*** INPUT RECORDS Section Begins ***

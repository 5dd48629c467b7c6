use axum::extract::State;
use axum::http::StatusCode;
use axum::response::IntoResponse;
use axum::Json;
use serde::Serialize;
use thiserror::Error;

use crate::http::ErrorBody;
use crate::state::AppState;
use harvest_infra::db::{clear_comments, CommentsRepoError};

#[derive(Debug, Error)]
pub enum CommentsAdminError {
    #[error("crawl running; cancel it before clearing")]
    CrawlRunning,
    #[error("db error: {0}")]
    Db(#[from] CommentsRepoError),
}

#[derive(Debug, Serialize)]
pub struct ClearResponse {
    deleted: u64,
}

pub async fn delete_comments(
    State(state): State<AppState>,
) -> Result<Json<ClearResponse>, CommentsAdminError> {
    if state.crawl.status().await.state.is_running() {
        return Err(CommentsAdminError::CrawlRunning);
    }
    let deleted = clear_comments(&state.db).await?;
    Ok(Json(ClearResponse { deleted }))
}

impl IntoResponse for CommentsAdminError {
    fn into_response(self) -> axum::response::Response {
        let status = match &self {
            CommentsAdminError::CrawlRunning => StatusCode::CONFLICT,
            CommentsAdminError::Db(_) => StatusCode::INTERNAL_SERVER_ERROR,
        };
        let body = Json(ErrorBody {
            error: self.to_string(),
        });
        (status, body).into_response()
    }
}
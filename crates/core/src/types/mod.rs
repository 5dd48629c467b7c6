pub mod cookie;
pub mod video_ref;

*** INPUT RECORDS Section Ends ***

§ YOUR TASK: Among the records, find every line holding the word "Json" and copy it.

§ ANSWER TO THIS EXERCISE:
use axum::Json;
) -> Result<Json<ClearResponse>, CommentsAdminError> {
    Ok(Json(ClearResponse { deleted }))
        let body = Json(ErrorBody {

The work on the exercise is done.